R38: Touch

Oct 20, 2008 20:40


Title: Touch
Characters: Giovanni, Silver, Pearl
POV: Silver
Notes: Gee. This starts out as comic and humorous but then I dunno, it just changes!


            Bad things happen to good people. Trust me, I should know. I was doing my homework on the kitchen table like a good student, and even studying extra, when Father and Ma’m burst into the room, and without warning:

“I think your mother and I should get to know your friends and their parents!” he declares in the tones of announcing an important economic policy.

“He saw that commercial on TV when it asks you to name four MTV music videos and then name four of your kid’s friends,” Ma’m explains, then makes a rude hand gesture behind his back. “Actually he got as far as ‘Well, I Have No Idea’ with the music videos, but that’s not the point.”

Oh my God. I have to be having the worst nightmare ever. No. No. No. Maybe he’s joking? Where’s the punchline? I look up and grin shakily. “Hi Father, Ma’m.”

Father’s grinning like an Olympic torchbearer. “I shall be more involved with your personal life!”

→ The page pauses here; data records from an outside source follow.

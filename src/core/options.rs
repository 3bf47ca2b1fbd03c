//! Fit options and the option validation shared by every check.

use thiserror::Error;

/// How an OLS fit is set up.
#[derive(Debug, Clone)]
pub struct RegressionOptions {
    /// Add an intercept column (default `true`).
    pub with_intercept: bool,
    /// Attach standard errors, t tests and intervals (default `true`).
    pub compute_inference: bool,
    /// Coverage of the coefficient intervals, in `(0, 1)`.
    pub confidence_level: f64,
    /// Pivots of R below `rank_tolerance * |R[0,0]|` mark a column as aliased.
    pub rank_tolerance: f64,
}

impl Default for RegressionOptions {
    fn default() -> Self {
        Self {
            with_intercept: true,
            compute_inference: true,
            confidence_level: 0.95,
            rank_tolerance: 1e-10,
        }
    }
}

/// A parameter outside its admissible range.
#[derive(Debug, Error, PartialEq)]
pub enum OptionsError {
    #[error("confidence_level must be in (0, 1), got {0}")]
    InvalidConfidenceLevel(f64),
    #[error("rank_tolerance must be positive, got {0}")]
    InvalidRankTolerance(f64),
    #[error("threshold must be in (0, 1], got {0}")]
    InvalidThreshold(f64),
    #[error("frac must be in (0, 1), got {0}")]
    InvalidFraction(f64),
    #[error("plot dimensions must be positive, got {width}x{height}")]
    InvalidPlotSize { width: u32, height: u32 },
}

impl RegressionOptions {
    pub fn builder() -> RegressionOptionsBuilder {
        RegressionOptionsBuilder::default()
    }

    pub fn validate(&self) -> Result<(), OptionsError> {
        let level = self.confidence_level;
        if !(level > 0.0 && level < 1.0) {
            return Err(OptionsError::InvalidConfidenceLevel(level));
        }
        let tol = self.rank_tolerance;
        if !(tol > 0.0 && tol.is_finite()) {
            return Err(OptionsError::InvalidRankTolerance(tol));
        }
        Ok(())
    }
}

/// Builder for [`RegressionOptions`].
#[derive(Debug, Clone, Default)]
pub struct RegressionOptionsBuilder {
    options: RegressionOptions,
}

impl RegressionOptionsBuilder {
    pub fn with_intercept(mut self, include: bool) -> Self {
        self.options.with_intercept = include;
        self
    }

    pub fn compute_inference(mut self, compute: bool) -> Self {
        self.options.compute_inference = compute;
        self
    }

    pub fn confidence_level(mut self, level: f64) -> Self {
        self.options.confidence_level = level;
        self
    }

    pub fn rank_tolerance(mut self, tol: f64) -> Self {
        self.options.rank_tolerance = tol;
        self
    }

    pub fn build(self) -> Result<RegressionOptions, OptionsError> {
        self.options.validate()?;
        Ok(self.options)
    }

    /// Skips validation; [`OlsRegressor`](crate::solvers::OlsRegressor)
    /// validates again before fitting.
    pub fn build_unchecked(self) -> RegressionOptions {
        self.options
    }
}

/// Validate a correlation threshold: `0 < th <= 1`.
pub fn validate_threshold(threshold: f64) -> Result<(), OptionsError> {
    if threshold > 0.0 && threshold <= 1.0 {
        Ok(())
    } else {
        Err(OptionsError::InvalidThreshold(threshold))
    }
}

Oh my God- he’s already involved enough to know why I always pick my scabs and scrapes! “No-“

But he probably thinks we’re too delighted to realize it’s real. He comes around the table and puts an arm around my shoulders. “Why don’t you introduce us and we can get to know your friends and their respective families or legal guardians better? We shall know what kind of people you hang up with!”

No- he can’t be- oh no, I think he’s serious! “But you already know Red, Green, Yellow, and Blue, don’t you? I mean… Well, they spent like two years trying to bring you down and sabotage all your plans for world domination before Red scarringly humiliated you twice, right? And you fought a bit alongside Yellow?”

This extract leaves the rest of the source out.